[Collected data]
--- START ---
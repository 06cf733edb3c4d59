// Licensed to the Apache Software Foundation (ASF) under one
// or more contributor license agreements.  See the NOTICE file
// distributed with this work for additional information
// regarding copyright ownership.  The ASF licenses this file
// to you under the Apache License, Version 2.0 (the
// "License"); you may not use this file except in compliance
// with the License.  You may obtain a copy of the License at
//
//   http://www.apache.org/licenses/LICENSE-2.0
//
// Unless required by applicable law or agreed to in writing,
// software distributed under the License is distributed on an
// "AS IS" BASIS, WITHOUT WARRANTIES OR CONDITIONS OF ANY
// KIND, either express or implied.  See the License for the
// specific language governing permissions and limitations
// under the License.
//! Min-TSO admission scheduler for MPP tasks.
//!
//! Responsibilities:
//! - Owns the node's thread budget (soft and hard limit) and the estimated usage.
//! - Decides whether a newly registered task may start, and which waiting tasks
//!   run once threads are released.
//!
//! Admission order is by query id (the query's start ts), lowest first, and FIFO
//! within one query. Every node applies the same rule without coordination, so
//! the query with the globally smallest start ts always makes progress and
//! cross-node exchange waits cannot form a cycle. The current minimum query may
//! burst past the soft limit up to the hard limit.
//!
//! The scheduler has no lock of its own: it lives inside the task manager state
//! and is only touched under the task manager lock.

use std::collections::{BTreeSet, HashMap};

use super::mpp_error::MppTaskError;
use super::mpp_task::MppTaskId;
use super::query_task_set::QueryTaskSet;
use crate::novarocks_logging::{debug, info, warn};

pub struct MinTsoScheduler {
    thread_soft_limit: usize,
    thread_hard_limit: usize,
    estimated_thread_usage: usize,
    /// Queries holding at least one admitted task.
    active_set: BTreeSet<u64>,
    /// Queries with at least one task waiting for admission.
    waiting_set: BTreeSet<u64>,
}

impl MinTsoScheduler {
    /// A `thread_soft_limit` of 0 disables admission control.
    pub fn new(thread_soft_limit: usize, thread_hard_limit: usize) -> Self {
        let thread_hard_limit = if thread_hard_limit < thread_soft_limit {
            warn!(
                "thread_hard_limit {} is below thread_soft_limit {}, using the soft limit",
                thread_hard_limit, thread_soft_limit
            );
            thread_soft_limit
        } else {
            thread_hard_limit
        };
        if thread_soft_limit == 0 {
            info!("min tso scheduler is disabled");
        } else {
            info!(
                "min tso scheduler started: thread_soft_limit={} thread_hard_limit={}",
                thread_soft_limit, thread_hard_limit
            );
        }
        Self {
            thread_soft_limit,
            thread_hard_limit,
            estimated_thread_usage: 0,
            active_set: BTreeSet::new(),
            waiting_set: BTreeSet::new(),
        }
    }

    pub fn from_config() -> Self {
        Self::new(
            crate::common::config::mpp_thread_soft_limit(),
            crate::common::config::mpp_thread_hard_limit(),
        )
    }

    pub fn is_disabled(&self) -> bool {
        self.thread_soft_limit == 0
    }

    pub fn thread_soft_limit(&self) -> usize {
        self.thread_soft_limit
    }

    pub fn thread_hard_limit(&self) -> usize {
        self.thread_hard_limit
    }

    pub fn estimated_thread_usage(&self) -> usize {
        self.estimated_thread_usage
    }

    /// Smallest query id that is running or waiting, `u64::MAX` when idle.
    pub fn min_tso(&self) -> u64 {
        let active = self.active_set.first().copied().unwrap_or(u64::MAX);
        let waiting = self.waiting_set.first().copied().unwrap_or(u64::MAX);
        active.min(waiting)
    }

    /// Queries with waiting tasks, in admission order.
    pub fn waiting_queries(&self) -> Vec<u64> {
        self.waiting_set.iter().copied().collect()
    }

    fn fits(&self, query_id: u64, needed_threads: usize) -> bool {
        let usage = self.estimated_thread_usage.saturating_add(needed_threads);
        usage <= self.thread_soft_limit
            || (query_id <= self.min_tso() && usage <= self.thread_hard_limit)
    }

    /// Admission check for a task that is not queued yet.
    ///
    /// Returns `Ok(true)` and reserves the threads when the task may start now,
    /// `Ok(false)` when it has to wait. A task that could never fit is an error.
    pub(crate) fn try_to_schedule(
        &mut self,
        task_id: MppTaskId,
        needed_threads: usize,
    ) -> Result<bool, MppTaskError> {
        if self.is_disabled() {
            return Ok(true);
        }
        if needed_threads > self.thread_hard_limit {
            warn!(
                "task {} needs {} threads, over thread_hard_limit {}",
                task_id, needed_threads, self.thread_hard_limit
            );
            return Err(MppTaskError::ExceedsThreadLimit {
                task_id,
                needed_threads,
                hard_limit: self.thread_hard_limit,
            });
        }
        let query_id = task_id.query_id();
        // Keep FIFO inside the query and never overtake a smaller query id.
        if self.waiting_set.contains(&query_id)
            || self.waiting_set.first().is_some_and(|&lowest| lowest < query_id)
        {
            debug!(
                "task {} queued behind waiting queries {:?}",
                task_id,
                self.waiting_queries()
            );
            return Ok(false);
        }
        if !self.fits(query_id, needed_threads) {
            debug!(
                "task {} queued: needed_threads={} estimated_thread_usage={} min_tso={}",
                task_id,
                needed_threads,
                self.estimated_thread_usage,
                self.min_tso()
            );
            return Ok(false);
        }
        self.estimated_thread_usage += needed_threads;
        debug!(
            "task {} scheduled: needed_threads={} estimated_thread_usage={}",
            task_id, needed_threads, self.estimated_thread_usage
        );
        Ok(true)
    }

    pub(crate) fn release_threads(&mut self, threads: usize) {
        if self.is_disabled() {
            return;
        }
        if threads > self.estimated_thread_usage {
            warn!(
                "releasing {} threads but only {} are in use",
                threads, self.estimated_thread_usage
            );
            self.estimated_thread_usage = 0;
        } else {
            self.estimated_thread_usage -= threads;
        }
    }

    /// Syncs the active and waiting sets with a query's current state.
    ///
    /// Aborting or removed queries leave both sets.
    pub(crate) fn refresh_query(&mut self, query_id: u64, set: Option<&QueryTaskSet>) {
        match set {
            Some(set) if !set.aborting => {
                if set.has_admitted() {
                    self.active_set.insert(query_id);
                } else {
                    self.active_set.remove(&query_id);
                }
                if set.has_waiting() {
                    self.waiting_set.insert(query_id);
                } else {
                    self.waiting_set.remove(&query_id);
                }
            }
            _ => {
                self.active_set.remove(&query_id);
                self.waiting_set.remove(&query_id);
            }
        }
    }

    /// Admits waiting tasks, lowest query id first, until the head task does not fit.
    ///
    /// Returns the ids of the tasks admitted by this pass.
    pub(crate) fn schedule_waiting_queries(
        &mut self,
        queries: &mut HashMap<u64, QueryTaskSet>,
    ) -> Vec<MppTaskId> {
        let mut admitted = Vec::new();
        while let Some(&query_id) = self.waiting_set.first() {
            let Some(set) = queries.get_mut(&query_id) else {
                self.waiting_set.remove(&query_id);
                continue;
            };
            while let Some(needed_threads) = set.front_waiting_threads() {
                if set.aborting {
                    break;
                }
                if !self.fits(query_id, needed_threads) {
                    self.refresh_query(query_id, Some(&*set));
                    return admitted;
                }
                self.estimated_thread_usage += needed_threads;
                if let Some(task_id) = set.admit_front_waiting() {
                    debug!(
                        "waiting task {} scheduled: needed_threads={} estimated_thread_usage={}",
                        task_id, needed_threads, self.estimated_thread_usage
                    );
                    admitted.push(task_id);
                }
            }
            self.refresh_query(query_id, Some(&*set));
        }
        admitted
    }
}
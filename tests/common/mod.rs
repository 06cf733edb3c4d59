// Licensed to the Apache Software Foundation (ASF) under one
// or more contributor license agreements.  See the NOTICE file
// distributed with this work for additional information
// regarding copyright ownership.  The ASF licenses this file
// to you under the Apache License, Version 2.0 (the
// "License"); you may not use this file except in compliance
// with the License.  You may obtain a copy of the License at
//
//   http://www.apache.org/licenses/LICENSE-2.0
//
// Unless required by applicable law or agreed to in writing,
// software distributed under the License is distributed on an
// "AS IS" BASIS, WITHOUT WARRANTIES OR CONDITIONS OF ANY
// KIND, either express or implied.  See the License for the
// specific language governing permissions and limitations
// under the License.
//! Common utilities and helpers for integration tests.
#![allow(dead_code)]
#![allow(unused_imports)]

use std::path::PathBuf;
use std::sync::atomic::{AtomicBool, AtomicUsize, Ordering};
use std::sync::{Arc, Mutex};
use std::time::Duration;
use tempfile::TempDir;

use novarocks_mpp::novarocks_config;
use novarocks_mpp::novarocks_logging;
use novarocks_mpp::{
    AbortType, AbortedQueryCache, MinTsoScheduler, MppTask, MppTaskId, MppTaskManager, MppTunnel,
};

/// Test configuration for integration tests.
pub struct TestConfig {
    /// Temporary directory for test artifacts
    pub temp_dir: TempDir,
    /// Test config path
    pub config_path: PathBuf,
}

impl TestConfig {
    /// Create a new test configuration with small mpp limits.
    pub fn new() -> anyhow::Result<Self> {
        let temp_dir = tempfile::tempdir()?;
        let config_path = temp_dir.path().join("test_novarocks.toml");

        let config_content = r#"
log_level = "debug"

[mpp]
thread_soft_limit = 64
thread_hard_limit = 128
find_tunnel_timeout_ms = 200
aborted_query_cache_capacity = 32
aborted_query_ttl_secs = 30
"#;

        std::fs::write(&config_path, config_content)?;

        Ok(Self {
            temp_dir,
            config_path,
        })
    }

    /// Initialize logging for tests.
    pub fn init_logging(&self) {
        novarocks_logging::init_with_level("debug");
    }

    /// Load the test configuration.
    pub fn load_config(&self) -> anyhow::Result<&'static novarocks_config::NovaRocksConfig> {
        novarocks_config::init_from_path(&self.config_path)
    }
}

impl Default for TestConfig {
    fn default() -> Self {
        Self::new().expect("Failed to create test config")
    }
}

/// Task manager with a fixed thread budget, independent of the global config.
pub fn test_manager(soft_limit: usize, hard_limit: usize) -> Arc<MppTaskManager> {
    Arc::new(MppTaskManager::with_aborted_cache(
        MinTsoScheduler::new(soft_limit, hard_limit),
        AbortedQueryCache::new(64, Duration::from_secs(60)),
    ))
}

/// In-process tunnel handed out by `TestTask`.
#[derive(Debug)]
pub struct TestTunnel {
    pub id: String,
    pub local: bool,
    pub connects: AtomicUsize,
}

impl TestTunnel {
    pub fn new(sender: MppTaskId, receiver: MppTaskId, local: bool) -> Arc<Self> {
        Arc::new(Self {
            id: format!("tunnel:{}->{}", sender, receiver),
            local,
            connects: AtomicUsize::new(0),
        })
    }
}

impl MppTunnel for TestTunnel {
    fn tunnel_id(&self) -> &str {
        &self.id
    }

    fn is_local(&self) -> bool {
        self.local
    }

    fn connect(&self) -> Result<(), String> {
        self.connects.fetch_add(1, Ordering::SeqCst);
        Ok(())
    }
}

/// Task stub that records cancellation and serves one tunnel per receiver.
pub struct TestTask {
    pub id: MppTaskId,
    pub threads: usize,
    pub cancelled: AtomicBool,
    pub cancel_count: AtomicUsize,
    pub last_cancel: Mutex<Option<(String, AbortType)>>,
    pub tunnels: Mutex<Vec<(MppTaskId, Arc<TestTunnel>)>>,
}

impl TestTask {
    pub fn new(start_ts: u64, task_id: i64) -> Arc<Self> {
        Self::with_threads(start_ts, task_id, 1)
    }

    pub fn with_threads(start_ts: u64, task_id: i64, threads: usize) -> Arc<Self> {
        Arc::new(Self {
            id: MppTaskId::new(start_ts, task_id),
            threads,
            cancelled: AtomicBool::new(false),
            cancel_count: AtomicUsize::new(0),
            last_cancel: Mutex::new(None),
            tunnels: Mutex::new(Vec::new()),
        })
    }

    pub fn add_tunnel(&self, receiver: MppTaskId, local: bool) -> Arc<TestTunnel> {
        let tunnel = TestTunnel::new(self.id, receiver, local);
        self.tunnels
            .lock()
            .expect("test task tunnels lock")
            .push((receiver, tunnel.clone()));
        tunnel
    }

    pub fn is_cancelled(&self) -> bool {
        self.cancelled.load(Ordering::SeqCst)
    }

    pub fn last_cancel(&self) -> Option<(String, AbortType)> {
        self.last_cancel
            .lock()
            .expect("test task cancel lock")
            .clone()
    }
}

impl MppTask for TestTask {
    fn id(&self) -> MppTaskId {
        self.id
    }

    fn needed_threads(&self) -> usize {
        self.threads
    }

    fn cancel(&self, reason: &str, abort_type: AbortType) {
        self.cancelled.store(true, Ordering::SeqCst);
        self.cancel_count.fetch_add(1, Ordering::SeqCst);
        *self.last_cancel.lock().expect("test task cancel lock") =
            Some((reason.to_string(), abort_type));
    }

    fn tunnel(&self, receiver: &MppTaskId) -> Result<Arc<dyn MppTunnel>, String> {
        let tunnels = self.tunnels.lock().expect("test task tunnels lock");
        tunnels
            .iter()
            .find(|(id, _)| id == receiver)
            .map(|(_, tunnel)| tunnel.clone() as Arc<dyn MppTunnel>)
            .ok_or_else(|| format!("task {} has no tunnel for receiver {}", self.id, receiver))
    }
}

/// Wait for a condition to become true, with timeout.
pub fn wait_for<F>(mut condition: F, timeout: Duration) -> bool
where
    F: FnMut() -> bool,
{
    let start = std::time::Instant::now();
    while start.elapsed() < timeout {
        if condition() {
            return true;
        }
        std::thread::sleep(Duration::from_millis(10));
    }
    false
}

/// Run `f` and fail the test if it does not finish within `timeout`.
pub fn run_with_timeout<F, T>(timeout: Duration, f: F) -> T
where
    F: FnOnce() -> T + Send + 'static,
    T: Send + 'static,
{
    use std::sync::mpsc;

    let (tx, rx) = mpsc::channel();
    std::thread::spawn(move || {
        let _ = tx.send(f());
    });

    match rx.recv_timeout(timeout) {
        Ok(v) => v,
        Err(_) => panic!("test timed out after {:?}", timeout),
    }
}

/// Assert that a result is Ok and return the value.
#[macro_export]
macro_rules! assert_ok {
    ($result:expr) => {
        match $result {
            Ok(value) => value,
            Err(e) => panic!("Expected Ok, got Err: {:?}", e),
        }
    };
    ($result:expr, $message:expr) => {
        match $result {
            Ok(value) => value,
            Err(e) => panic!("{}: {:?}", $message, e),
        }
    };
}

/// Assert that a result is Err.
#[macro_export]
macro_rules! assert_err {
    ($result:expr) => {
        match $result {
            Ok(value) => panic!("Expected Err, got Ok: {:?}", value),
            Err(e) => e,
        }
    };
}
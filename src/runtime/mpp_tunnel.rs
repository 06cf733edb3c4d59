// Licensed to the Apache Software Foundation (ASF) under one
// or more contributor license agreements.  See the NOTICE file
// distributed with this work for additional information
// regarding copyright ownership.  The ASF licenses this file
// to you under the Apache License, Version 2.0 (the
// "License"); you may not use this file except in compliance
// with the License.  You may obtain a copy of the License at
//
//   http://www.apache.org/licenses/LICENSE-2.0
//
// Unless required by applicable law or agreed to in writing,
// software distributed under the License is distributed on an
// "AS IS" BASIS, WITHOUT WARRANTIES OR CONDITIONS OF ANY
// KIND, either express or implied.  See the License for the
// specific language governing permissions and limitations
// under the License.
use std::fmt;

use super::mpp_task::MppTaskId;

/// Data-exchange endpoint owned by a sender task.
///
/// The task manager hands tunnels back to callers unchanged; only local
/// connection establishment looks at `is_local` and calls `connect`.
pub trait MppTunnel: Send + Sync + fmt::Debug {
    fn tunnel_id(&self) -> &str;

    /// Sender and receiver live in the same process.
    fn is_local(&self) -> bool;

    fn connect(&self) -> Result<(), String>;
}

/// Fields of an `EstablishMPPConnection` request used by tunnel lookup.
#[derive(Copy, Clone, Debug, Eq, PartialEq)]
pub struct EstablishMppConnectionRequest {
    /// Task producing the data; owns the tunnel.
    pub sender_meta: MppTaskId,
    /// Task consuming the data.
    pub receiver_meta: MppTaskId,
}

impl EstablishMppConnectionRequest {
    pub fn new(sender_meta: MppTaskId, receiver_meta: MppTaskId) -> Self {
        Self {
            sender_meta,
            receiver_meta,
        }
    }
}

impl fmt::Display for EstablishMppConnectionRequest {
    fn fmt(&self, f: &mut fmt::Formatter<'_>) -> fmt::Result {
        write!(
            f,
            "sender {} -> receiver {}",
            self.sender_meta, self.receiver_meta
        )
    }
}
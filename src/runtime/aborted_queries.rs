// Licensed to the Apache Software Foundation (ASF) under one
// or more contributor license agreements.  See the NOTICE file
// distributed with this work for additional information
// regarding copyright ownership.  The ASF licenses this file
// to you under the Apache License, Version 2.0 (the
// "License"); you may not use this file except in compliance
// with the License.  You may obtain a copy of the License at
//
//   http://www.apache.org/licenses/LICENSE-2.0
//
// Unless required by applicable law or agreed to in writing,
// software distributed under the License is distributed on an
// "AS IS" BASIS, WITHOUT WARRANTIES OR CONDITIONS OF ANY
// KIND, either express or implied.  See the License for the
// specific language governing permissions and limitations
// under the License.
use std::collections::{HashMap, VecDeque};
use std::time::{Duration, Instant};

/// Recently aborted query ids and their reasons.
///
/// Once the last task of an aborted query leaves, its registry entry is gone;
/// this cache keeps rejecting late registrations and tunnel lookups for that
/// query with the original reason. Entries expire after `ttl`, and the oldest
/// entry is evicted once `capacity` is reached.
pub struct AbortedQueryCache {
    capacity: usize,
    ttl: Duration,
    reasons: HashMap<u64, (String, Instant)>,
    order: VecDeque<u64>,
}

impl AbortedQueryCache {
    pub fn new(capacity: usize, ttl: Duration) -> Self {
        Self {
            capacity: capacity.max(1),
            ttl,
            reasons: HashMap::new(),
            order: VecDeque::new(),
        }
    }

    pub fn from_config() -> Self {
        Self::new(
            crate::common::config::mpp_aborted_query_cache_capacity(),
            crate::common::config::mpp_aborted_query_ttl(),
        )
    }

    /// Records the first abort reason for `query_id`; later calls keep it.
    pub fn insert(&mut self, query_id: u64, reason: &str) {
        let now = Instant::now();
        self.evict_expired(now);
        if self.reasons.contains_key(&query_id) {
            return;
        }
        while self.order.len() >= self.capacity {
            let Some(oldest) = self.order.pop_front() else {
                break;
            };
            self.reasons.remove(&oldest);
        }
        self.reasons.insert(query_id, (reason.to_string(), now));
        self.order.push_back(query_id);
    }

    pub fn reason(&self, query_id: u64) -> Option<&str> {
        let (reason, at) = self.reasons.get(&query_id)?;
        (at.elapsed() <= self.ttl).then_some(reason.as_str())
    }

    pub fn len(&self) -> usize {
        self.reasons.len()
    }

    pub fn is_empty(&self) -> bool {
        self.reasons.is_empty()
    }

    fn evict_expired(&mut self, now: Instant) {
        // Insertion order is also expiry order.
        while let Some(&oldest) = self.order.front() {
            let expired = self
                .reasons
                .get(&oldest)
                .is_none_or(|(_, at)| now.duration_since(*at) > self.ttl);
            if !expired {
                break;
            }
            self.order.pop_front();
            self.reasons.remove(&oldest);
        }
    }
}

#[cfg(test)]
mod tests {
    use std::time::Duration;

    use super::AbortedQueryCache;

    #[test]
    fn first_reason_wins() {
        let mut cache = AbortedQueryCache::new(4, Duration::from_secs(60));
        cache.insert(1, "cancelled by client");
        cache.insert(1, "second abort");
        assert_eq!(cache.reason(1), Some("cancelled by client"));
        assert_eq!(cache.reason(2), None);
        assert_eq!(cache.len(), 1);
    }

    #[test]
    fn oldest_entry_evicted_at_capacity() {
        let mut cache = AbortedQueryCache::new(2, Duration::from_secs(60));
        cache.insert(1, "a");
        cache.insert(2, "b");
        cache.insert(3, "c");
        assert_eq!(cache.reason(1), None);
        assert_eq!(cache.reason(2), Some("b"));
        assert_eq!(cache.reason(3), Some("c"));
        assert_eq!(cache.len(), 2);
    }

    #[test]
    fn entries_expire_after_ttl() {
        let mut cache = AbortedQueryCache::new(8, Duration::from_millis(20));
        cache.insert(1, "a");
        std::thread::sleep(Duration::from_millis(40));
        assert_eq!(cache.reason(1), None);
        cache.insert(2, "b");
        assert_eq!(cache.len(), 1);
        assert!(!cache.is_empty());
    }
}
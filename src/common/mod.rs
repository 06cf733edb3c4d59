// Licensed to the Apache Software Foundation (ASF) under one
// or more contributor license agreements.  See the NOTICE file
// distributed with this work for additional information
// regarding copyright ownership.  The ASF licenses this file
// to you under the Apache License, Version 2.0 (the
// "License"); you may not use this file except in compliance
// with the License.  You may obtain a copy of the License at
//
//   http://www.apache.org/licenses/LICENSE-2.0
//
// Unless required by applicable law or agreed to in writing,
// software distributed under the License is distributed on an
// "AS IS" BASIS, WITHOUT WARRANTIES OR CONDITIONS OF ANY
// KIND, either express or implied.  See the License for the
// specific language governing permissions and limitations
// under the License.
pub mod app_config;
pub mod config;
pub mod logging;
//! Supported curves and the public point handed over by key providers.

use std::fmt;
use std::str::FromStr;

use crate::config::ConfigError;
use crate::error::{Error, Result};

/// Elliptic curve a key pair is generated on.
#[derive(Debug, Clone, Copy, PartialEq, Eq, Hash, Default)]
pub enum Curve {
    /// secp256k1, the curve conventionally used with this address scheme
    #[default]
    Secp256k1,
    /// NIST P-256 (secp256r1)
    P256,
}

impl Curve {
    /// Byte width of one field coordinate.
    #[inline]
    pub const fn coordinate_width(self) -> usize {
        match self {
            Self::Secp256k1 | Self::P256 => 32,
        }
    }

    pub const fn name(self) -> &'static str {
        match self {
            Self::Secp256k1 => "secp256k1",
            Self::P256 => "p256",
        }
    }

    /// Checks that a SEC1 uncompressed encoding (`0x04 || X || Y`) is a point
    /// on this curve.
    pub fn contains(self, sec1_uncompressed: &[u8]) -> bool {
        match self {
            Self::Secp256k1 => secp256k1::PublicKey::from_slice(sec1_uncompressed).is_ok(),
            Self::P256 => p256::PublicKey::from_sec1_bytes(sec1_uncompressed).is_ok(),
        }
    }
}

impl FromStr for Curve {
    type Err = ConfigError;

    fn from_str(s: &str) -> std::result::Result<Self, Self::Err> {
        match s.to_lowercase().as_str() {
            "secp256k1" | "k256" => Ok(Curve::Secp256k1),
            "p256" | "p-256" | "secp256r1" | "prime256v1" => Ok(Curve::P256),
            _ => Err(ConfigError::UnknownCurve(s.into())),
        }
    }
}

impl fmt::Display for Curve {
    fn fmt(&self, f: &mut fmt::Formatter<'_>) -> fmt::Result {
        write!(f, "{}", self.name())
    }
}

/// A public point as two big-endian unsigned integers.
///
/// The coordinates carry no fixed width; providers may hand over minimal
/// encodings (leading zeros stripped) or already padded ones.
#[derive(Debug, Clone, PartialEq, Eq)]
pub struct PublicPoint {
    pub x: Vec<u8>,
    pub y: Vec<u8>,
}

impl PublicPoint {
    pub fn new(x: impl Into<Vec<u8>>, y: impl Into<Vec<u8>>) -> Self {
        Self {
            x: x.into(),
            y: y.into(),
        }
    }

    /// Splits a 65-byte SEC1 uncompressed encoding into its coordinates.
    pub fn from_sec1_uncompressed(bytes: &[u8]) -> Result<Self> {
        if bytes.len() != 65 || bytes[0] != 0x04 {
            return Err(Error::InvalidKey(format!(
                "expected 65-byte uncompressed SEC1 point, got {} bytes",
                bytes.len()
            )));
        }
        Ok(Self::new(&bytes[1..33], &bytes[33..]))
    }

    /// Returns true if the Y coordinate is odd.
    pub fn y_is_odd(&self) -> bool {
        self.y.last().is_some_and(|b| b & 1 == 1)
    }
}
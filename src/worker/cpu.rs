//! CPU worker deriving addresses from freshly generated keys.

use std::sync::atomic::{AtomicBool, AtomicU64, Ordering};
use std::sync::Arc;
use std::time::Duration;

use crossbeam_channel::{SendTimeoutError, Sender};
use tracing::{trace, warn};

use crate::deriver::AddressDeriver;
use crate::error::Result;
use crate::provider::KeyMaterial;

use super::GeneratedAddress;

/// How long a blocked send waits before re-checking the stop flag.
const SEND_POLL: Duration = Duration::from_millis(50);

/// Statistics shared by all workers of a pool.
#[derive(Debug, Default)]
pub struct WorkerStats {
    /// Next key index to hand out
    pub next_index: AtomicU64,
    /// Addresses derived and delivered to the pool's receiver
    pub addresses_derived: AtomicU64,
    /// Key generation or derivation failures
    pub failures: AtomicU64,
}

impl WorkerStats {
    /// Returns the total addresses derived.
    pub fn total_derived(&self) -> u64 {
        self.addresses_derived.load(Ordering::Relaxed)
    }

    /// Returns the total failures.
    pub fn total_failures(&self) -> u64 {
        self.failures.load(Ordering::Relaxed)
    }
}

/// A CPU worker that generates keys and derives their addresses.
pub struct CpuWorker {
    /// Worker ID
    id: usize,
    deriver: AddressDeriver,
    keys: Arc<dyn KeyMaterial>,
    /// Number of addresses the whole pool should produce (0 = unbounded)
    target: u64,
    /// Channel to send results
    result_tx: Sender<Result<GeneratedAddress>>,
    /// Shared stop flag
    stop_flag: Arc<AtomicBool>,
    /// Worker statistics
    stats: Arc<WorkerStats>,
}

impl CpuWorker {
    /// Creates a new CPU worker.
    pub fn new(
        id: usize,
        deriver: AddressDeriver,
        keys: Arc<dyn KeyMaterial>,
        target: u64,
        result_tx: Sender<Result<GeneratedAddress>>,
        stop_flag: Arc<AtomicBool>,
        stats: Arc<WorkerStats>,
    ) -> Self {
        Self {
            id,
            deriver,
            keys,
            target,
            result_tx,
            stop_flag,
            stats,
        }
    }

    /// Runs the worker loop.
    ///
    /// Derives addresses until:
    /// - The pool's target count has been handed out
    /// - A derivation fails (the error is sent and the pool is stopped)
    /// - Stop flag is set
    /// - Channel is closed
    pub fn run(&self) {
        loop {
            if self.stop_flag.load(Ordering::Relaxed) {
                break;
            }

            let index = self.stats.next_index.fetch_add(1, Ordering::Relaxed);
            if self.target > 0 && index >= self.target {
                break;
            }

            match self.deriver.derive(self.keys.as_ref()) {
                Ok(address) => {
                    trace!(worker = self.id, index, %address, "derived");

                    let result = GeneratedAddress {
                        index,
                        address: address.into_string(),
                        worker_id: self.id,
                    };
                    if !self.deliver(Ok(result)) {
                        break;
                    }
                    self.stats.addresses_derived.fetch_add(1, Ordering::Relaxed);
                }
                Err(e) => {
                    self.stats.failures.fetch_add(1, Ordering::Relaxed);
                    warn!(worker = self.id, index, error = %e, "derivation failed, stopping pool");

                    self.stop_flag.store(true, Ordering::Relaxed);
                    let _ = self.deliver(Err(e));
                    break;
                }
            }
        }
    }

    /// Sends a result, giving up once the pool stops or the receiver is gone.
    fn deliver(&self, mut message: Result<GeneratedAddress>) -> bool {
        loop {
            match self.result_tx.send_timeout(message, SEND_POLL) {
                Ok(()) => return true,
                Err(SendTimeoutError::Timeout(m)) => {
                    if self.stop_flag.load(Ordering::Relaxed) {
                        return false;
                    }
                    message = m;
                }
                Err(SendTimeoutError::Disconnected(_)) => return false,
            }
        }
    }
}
--- END ---
- _What is being asked_: State, as a number only, how many lines in the entries include "Instant".

- _Task result_: 5